Another of the phenomena listed is crop circles, which is a laugh, considering the original crop circles were proven to be a hoax. If this happened at all, people are probably just seeing crop damage from weather or wildlife and confusing it with extraterrestrial/paranormal activity.

Much of the stuff is also likely the work of hoaxers; one of the things about areas regarded as haunted or whatever is that they inherently attract pranksters. Another thing could be residents simply lying, making stuff up for attention.
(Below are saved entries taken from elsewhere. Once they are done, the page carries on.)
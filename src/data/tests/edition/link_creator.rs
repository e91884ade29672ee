use super::*;

/// Expect a link to be inserted once and then ignored
#[tokio::test]
async fn ignores_duplicate_link() -> Result<(), TestError> {
    let test = TestBuilder::new()
        .with_seed_tables()
        .with_mock_edition("fantastic-four-omnibus-1", "silver-age")
        .with_mock_creator("stan-lee")
        .build()
        .await?;
    let edition = test
        .catalog()
        .insert_mock_edition("fantastic-four-omnibus-1", "silver-age")
        .await?;
    let creator = test.catalog().insert_mock_creator("stan-lee").await?;

    let edition_repo = EditionRepository::new(&test.db);
    let first = edition_repo
        .link_creator(edition.id, creator.id, "writer")
        .await?;
    let second = edition_repo
        .link_creator(edition.id, creator.id, "writer")
        .await?;

    assert!(first);
    assert!(!second);
    assert_eq!(test.count(entity::prelude::EditionCreator).await?, 1);

    Ok(())
}

/// Expect the same creator to be linkable under different roles
#[tokio::test]
async fn links_same_creator_under_each_role() -> Result<(), TestError> {
    let test = TestBuilder::new()
        .with_seed_tables()
        .build()
        .await?;
    let edition = test
        .catalog()
        .insert_mock_edition("fantastic-four-omnibus-1", "silver-age")
        .await?;
    let creator = test.catalog().insert_mock_creator("jack-kirby").await?;

    let edition_repo = EditionRepository::new(&test.db);
    edition_repo
        .link_creator(edition.id, creator.id, "writer")
        .await?;
    edition_repo
        .link_creator(edition.id, creator.id, "artist")
        .await?;

    assert_eq!(test.count(entity::prelude::EditionCreator).await?, 2);

    Ok(())
}
use chrono::Utc;
use sea_orm::{
    prelude::Json, sea_query::OnConflict, ActiveValue, ConnectionTrait, DbErr, EntityTrait,
    TryInsertResult,
};

use crate::model::event::EventRecord;

/// Writes events.
pub struct EventRepository<'a, C: ConnectionTrait> {
    db: &'a C,
}

impl<'a, C: ConnectionTrait> EventRepository<'a, C> {
    /// Create a repository over `db`
    pub fn new(db: &'a C) -> Self {
        Self { db }
    }

    /// Insert an event unless one with the same slug already exists
    pub async fn upsert(&self, event: &EventRecord, era_id: Option<i32>) -> Result<bool, DbErr> {
        let now = Utc::now().naive_utc();

        let result = entity::prelude::Event::insert(entity::event::ActiveModel {
            slug: ActiveValue::Set(event.slug.clone()),
            name: ActiveValue::Set(event.name.clone()),
            year: ActiveValue::Set(event.year),
            core_issues: ActiveValue::Set(event.core_issues.clone()),
            importance: ActiveValue::Set(event.importance.clone()),
            synopsis: ActiveValue::Set(event.synopsis.clone()),
            impact: ActiveValue::Set(event.impact.clone()),
            prerequisites: ActiveValue::Set(event.prerequisites.clone()),
            consequences: ActiveValue::Set(event.consequences.clone()),
            era_id: ActiveValue::Set(era_id),
            tags: ActiveValue::Set(Json::from(event.tags.clone())),
            created_at: ActiveValue::Set(now),
            updated_at: ActiveValue::Set(now),
            ..Default::default()
        })
        .on_conflict(
            OnConflict::column(entity::event::Column::Slug)
                .do_nothing()
                .to_owned(),
        )
        .do_nothing()
        .exec(self.db)
        .await?;

        Ok(matches!(result, TryInsertResult::Inserted(_)))
    }
}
Additionally, the mere fact that a place is perceived to be haunted or whatever and has legends attached to it also inherently encourages people to look for weird unexplainable things, and to automatically attribute anything odd or anything they can’t immediately understand to supernatural phenomena. If people EXPECT weird things to happen, then they’re going to see weird things. They’re already in a state of mind to unwittingly exaggerate things and read more into them than what’s actually there.
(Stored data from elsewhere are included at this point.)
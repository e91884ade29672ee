use super::*;

/// Expect a new character with the default universe
#[tokio::test]
async fn creates_new_character_with_default_universe() -> Result<(), TestError> {
    let test = TestBuilder::new()
        .with_table(entity::prelude::Character)
        .build()
        .await?;
    let character: CharacterRecord =
        serde_json::from_value(factory::character("reed-richards", "Reed Richards"))?;

    let character_repo = CharacterRepository::new(&test.db);
    let inserted = character_repo.upsert(&character).await?;

    assert!(inserted);
    let stored = entity::prelude::Character::find()
        .filter(entity::character::Column::Slug.eq("reed-richards"))
        .one(&test.db)
        .await?
        .unwrap();
    assert_eq!(stored.universe, "Earth-616");
    assert_eq!(stored.teams, serde_json::json!(["Fantastic Four"]));

    Ok(())
}

/// Expect an existing character to be left untouched
#[tokio::test]
async fn leaves_existing_character_untouched() -> Result<(), TestError> {
    let test = TestBuilder::new()
        .with_table(entity::prelude::Character)
        .build()
        .await?;
    let character: CharacterRecord =
        serde_json::from_value(factory::character("reed-richards", "Reed Richards"))?;
    let character_repo = CharacterRepository::new(&test.db);
    character_repo.upsert(&character).await?;

    let renamed = CharacterRecord {
        name: "Mister Fantastic".to_string(),
        ..character
    };
    let inserted = character_repo.upsert(&renamed).await?;

    assert!(!inserted);
    let stored = entity::prelude::Character::find().all(&test.db).await?;
    assert_eq!(stored.len(), 1);
    assert_eq!(stored[0].name, "Reed Richards");

    Ok(())
}
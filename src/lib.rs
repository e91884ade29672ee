//! Seed loader for the Marvel Cartographer continuity knowledge base.
//!
//! Reads the JSON data files describing eras, creators, characters, collected editions and
//! the records that reference them, and upserts them into PostgreSQL in dependency order.
//! Cross-file references are expressed as slugs and resolved to generated row identifiers
//! while the run progresses.

#![warn(missing_docs)]
#![warn(rustdoc::missing_crate_level_docs)]

pub mod config;
pub mod data;
pub mod error;
pub mod model;
pub mod seed;
pub mod startup;
pub mod util;
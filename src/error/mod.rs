//! Error types for the seed loader.
//!
//! Domain errors live in submodules and are aggregated into [`Error`], which is what the
//! binary reports before exiting with a failure status.

pub mod config;
pub mod load;
pub mod seed;

use thiserror::Error;

use crate::error::{config::ConfigError, seed::SeedError};

/// Top-level error for a seed run.
#[derive(Error, Debug)]
pub enum Error {
    /// Configuration error (invalid environment variables).
    #[error(transparent)]
    ConfigError(#[from] ConfigError),
    /// Fatal failure while running a seed stage.
    #[error(transparent)]
    SeedError(#[from] SeedError),
    /// Database error raised while connecting or migrating.
    #[error(transparent)]
    DbErr(#[from] sea_orm::DbErr),
}
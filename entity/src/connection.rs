use sea_orm::entity::prelude::*;

/// A directed link between two catalog items.
///
/// `source_id`/`target_id` are interpreted through `source_type`/`target_type`,
/// so no foreign key constraint is declared on them.
#[derive(Clone, Debug, PartialEq, Eq, DeriveEntityModel)]
#[sea_orm(table_name = "connections")]
pub struct Model {
    #[sea_orm(primary_key)]
    pub id: i32,
    pub source_type: String,
    pub source_id: i32,
    pub target_type: String,
    pub target_id: i32,
    pub connection_type: String,
    pub strength: i32,
    pub confidence: i32,
    pub interpretation: String,
    #[sea_orm(column_type = "Text", nullable)]
    pub description: Option<String>,
    pub citation: Option<String>,
    pub created_at: DateTime,
}

#[derive(Copy, Clone, Debug, EnumIter, DeriveRelation)]
pub enum Relation {}

impl ActiveModelBehavior for ActiveModel {}
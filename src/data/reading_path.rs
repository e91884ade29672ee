use chrono::Utc;
use sea_orm::{
    sea_query::OnConflict, ActiveValue, ConnectionTrait, DbErr, EntityTrait, TryInsertResult,
};

use crate::model::reading_path::{ReadingPathEntryRecord, ReadingPathRecord};

/// Writes reading paths and their entries.
pub struct ReadingPathRepository<'a, C: ConnectionTrait> {
    db: &'a C,
}

impl<'a, C: ConnectionTrait> ReadingPathRepository<'a, C> {
    /// Create a repository over `db`
    pub fn new(db: &'a C) -> Self {
        Self { db }
    }

    /// Insert a reading path, or refresh the name of the path already stored under its slug
    ///
    /// Entries are written separately with [`Self::insert_entry`].
    pub async fn upsert(
        &self,
        path: &ReadingPathRecord,
    ) -> Result<entity::reading_path::Model, DbErr> {
        let now = Utc::now().naive_utc();

        entity::prelude::ReadingPath::insert(entity::reading_path::ActiveModel {
            slug: ActiveValue::Set(path.slug.clone()),
            name: ActiveValue::Set(path.name.clone()),
            path_type: ActiveValue::Set(path.path_type.clone()),
            difficulty: ActiveValue::Set(path.difficulty.clone()),
            description: ActiveValue::Set(path.description.clone()),
            estimated_issues: ActiveValue::Set(path.estimated_issues),
            created_at: ActiveValue::Set(now),
            updated_at: ActiveValue::Set(now),
            ..Default::default()
        })
        .on_conflict(
            OnConflict::column(entity::reading_path::Column::Slug)
                .update_columns([
                    entity::reading_path::Column::Name,
                    entity::reading_path::Column::UpdatedAt,
                ])
                .to_owned(),
        )
        .exec_with_returning(self.db)
        .await
    }

    /// Insert an entry at its position within a path
    ///
    /// # Returns
    /// - `Ok(true)`: The entry was inserted
    /// - `Ok(false)`: The path already has an entry at this position; nothing was written
    pub async fn insert_entry(
        &self,
        path_id: i32,
        edition_id: i32,
        entry: &ReadingPathEntryRecord,
    ) -> Result<bool, DbErr> {
        let result =
            entity::prelude::ReadingPathEntry::insert(entity::reading_path_entry::ActiveModel {
                path_id: ActiveValue::Set(path_id),
                position: ActiveValue::Set(entry.position),
                edition_id: ActiveValue::Set(edition_id),
                note: ActiveValue::Set(entry.note.clone()),
                is_optional: ActiveValue::Set(entry.is_optional),
                created_at: ActiveValue::Set(Utc::now().naive_utc()),
            })
            .on_conflict(
                OnConflict::columns([
                    entity::reading_path_entry::Column::PathId,
                    entity::reading_path_entry::Column::Position,
                ])
                .do_nothing()
                .to_owned(),
            )
            .do_nothing()
            .exec(self.db)
            .await?;

        Ok(matches!(result, TryInsertResult::Inserted(_)))
    }
}
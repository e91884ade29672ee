use chrono::Utc;
use sea_orm::{
    prelude::Json, sea_query::OnConflict, ActiveValue, ConnectionTrait, DbErr, EntityTrait,
    TryInsertResult,
};

use crate::model::character::CharacterRecord;

/// Writes characters.
pub struct CharacterRepository<'a, C: ConnectionTrait> {
    db: &'a C,
}

impl<'a, C: ConnectionTrait> CharacterRepository<'a, C> {
    /// Create a repository over `db`
    pub fn new(db: &'a C) -> Self {
        Self { db }
    }

    /// Insert a character unless one with the same slug already exists
    ///
    /// # Returns
    /// - `Ok(true)`: A new row was inserted
    /// - `Ok(false)`: The slug was already present and the row was left untouched
    pub async fn upsert(&self, character: &CharacterRecord) -> Result<bool, DbErr> {
        let now = Utc::now().naive_utc();

        let result = entity::prelude::Character::insert(entity::character::ActiveModel {
            slug: ActiveValue::Set(character.slug.clone()),
            name: ActiveValue::Set(character.name.clone()),
            aliases: ActiveValue::Set(Json::from(character.aliases.clone())),
            first_appearance_issue: ActiveValue::Set(character.first_appearance_issue.clone()),
            universe: ActiveValue::Set(character.universe().to_string()),
            teams: ActiveValue::Set(Json::from(character.teams.clone())),
            description: ActiveValue::Set(character.description.clone()),
            created_at: ActiveValue::Set(now),
            updated_at: ActiveValue::Set(now),
            ..Default::default()
        })
        .on_conflict(
            OnConflict::column(entity::character::Column::Slug)
                .do_nothing()
                .to_owned(),
        )
        .do_nothing()
        .exec(self.db)
        .await?;

        Ok(matches!(result, TryInsertResult::Inserted(_)))
    }
}
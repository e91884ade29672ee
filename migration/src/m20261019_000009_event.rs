use sea_orm_migration::{prelude::*, schema::*};

use crate::m20261019_000001_era::Era;

static IDX_EVENT_ERA_ID: &str = "idx_event_era_id";
static FK_EVENT_ERA_ID: &str = "fk_event_era_id";

#[derive(DeriveMigrationName)]
pub struct Migration;

#[async_trait::async_trait]
impl MigrationTrait for Migration {
    async fn up(&self, manager: &SchemaManager) -> Result<(), DbErr> {
        manager
            .create_table(
                Table::create()
                    .table(Event::Table)
                    .if_not_exists()
                    .col(pk_auto(Event::Id))
                    .col(string_uniq(Event::Slug))
                    .col(string(Event::Name))
                    .col(integer(Event::Year))
                    .col(string_null(Event::CoreIssues))
                    .col(string(Event::Importance))
                    .col(text_null(Event::Synopsis))
                    .col(text_null(Event::Impact))
                    .col(text_null(Event::Prerequisites))
                    .col(text_null(Event::Consequences))
                    .col(integer_null(Event::EraId))
                    .col(json_binary(Event::Tags))
                    .col(timestamp(Event::CreatedAt))
                    .col(timestamp(Event::UpdatedAt))
                    .to_owned(),
            )
            .await?;

        manager
            .create_index(
                Index::create()
                    .name(IDX_EVENT_ERA_ID)
                    .table(Event::Table)
                    .col(Event::EraId)
                    .to_owned(),
            )
            .await?;

        manager
            .create_foreign_key(
                ForeignKey::create()
                    .name(FK_EVENT_ERA_ID)
                    .from_tbl(Event::Table)
                    .from_col(Event::EraId)
                    .to_tbl(Era::Table)
                    .to_col(Era::Id)
                    .on_delete(ForeignKeyAction::SetNull)
                    .to_owned(),
            )
            .await?;

        Ok(())
    }

    async fn down(&self, manager: &SchemaManager) -> Result<(), DbErr> {
        manager
            .drop_foreign_key(
                ForeignKey::drop()
                    .name(FK_EVENT_ERA_ID)
                    .table(Event::Table)
                    .to_owned(),
            )
            .await?;

        manager
            .drop_index(
                Index::drop()
                    .name(IDX_EVENT_ERA_ID)
                    .table(Event::Table)
                    .to_owned(),
            )
            .await?;

        manager
            .drop_table(Table::drop().table(Event::Table).to_owned())
            .await?;

        Ok(())
    }
}

#[derive(DeriveIden)]
pub enum Event {
    #[sea_orm(iden = "events")]
    Table,
    Id,
    Slug,
    Name,
    Year,
    CoreIssues,
    Importance,
    Synopsis,
    Impact,
    Prerequisites,
    Consequences,
    EraId,
    Tags,
    CreatedAt,
    UpdatedAt,
}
The site I'm looking at says the area has experienced UFO activity since the 1950s. Why the 1950s? Why not earlier? Conveniently it starts just when modern jet aircraft come into existence, the US government is researching and testing experimental technology (for the Cold War, the military or just scientific purposes), and humans are starting to send satellites into space. Perhaps there are military facilities not far away; lord knows the US is covered with those, being one of the most heavily militarized countries on Earth. But if it is aliens rather than the military, why would they pick that particular location to focus their activities on? They could land anywhere on the planet, so why there?

I won’t go on too long, but everything I'm seeing so far about that ranch can be conventionally explained. There could be such things as, I don't know, gases coming out of the Earth in the area which cause hallucinations and other ill effects on humans and wildlife. That's just a thought off the top of my head.
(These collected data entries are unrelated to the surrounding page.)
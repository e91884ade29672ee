//! Declarative test builder.
//!
//! This module provides the `TestBuilder` API for configuring test environments before execution.
//! Calls are queued and run in order during the final `build()` call: tables first, then
//! database fixtures, then data files.

use sea_orm::{
    sea_query::{Index, IndexCreateStatement, TableCreateStatement},
    EntityName, EntityTrait, Schema,
};

use crate::{error::TestError, TestContext};

/// Builder for declarative test initialization.
///
/// Provides an interface for setting up test environments with database tables,
/// catalog fixtures and seed data files. Methods can be chained together and finalized
/// with `build()`.
pub struct TestBuilder {
    // Tables to create
    tables: Vec<TableCreateStatement>,
    include_seed_tables: bool,
    excluded_seed_tables: Vec<&'static str>,

    // Database fixtures to insert
    eras: Vec<String>,
    creators: Vec<String>,
    editions: Vec<(String, String)>, // (edition_slug, era_slug)

    // Files to write into the data directory
    data_files: Vec<(String, serde_json::Value)>,
}

impl Default for TestBuilder {
    fn default() -> Self {
        Self::new()
    }
}

impl TestBuilder {
    /// Create a new TestBuilder with no tables, fixtures or data files configured.
    pub fn new() -> Self {
        Self {
            tables: Vec::new(),
            include_seed_tables: false,
            excluded_seed_tables: Vec::new(),
            eras: Vec::new(),
            creators: Vec::new(),
            editions: Vec::new(),
            data_files: Vec::new(),
        }
    }

    /// Add every table written by the seed pipeline, in foreign key order.
    ///
    /// Also creates the unique index on connection endpoints, which the entity
    /// definition alone does not carry.
    ///
    /// # Returns
    /// - `Self` - The builder instance for method chaining
    pub fn with_seed_tables(mut self) -> Self {
        self.include_seed_tables = true;
        self
    }

    /// Leave `entity`'s table out of the tables added by `with_seed_tables`.
    ///
    /// Writes to the missing table fail at runtime, which lets tests drive the pipeline's
    /// database failure handling. Only tables no other seed table references can be left out.
    pub fn without_seed_table<E: EntityTrait>(mut self, entity: E) -> Self {
        self.excluded_seed_tables.push(entity.table_name());
        self
    }

    /// Add a custom entity table to the test database.
    ///
    /// Generates a CREATE TABLE statement for the entity, which will be executed during `build()`.
    /// Chain multiple calls to add multiple tables; parents must be added before children.
    ///
    /// # Example
    ///
    /// ```no_run
    /// use cartographer_test_utils::TestBuilder;
    /// use entity::prelude::*;
    ///
    /// # async fn example() -> Result<(), cartographer_test_utils::TestError> {
    /// let test = TestBuilder::new()
    ///     .with_table(Era)
    ///     .with_table(CollectedEdition)
    ///     .build()
    ///     .await?;
    /// # Ok(())
    /// # }
    /// ```
    pub fn with_table<E: EntityTrait>(mut self, entity: E) -> Self {
        let schema = Schema::new(sea_orm::DbBackend::Sqlite);
        self.tables.push(schema.create_table_from_entity(entity));
        self
    }

    /// Insert a mock era into the database during `build()`.
    pub fn with_mock_era(mut self, slug: &str) -> Self {
        self.eras.push(slug.to_string());
        self
    }

    /// Insert a mock creator into the database during `build()`.
    pub fn with_mock_creator(mut self, slug: &str) -> Self {
        self.creators.push(slug.to_string());
        self
    }

    /// Insert a mock collected edition into the database during `build()`.
    ///
    /// The era is created first if it does not exist.
    pub fn with_mock_edition(mut self, slug: &str, era_slug: &str) -> Self {
        self.editions.push((slug.to_string(), era_slug.to_string()));
        self
    }

    /// Write `contents` as `file_name` into the test data directory during `build()`.
    ///
    /// # Arguments
    /// - `file_name` - File name relative to the data directory, e.g. `eras.json`
    /// - `contents` - JSON document to write, usually a `serde_json::json!` array of records
    pub fn with_data_file(mut self, file_name: &str, contents: serde_json::Value) -> Self {
        self.data_files.push((file_name.to_string(), contents));
        self
    }

    /// Build the test context, executing all queued configuration.
    ///
    /// # Returns
    /// - `Ok(TestContext)` - Fully configured test context
    /// - `Err(TestError::DbErr)` - Table creation or fixture insertion failed
    /// - `Err(TestError::Io)` / `Err(TestError::Json)` - Writing a data file failed
    pub async fn build(self) -> Result<TestContext, TestError> {
        let setup = TestContext::new().await?;

        // 1. Create tables
        let mut all_tables = Vec::new();
        let mut indexes = Vec::new();

        if self.include_seed_tables {
            let schema = Schema::new(sea_orm::DbBackend::Sqlite);
            let seed_tables = vec![
                seed_table(&schema, entity::prelude::Era),
                seed_table(&schema, entity::prelude::Creator),
                seed_table(&schema, entity::prelude::Character),
                seed_table(&schema, entity::prelude::CollectedEdition),
                seed_table(&schema, entity::prelude::EditionCreator),
                seed_table(&schema, entity::prelude::Connection),
                seed_table(&schema, entity::prelude::ContinuityConflict),
                seed_table(&schema, entity::prelude::StoryArc),
                seed_table(&schema, entity::prelude::Event),
                seed_table(&schema, entity::prelude::ReadingPath),
                seed_table(&schema, entity::prelude::ReadingPathEntry),
                seed_table(&schema, entity::prelude::Retailer),
                seed_table(&schema, entity::prelude::Resource),
            ];
            all_tables.extend(
                seed_tables
                    .into_iter()
                    .filter(|(name, _)| !self.excluded_seed_tables.contains(name))
                    .map(|(_, table)| table),
            );

            if !self
                .excluded_seed_tables
                .contains(&entity::prelude::Connection.table_name())
            {
                indexes.push(connection_endpoints_index());
            }
        }

        all_tables.extend(self.tables);
        setup.with_tables(all_tables).await?;
        setup.with_indexes(indexes).await?;

        // 2. Insert database fixtures
        for slug in self.eras {
            setup.catalog().insert_mock_era(&slug).await?;
        }

        for slug in self.creators {
            setup.catalog().insert_mock_creator(&slug).await?;
        }

        for (slug, era_slug) in self.editions {
            setup.catalog().insert_mock_edition(&slug, &era_slug).await?;
        }

        // 3. Write data files
        for (file_name, contents) in self.data_files {
            setup.write_data_file(&file_name, &contents)?;
        }

        Ok(setup)
    }
}

fn seed_table<E: EntityTrait>(schema: &Schema, entity: E) -> (&'static str, TableCreateStatement) {
    (entity.table_name(), schema.create_table_from_entity(entity))
}

fn connection_endpoints_index() -> IndexCreateStatement {
    Index::create()
        .name("idx_connection_endpoints")
        .table(entity::prelude::Connection)
        .col(entity::connection::Column::SourceType)
        .col(entity::connection::Column::SourceId)
        .col(entity::connection::Column::TargetType)
        .col(entity::connection::Column::TargetId)
        .col(entity::connection::Column::ConnectionType)
        .unique()
        .to_owned()
}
There being Native American legends about the place doesn't really strengthen the case for paranormal activity. White people have a habit of fetishizing all things Native American, especially their religions and folk legends, even while recognizing that most Old World superstitions were nonsense. Native Americans are people like anyone else, and just as capable of misinterpreting things and believing in nonsense, particularly considering that these kinds of legends come from pre-modern times when all kinds of things we now regard as mundane were harder to understand and explain.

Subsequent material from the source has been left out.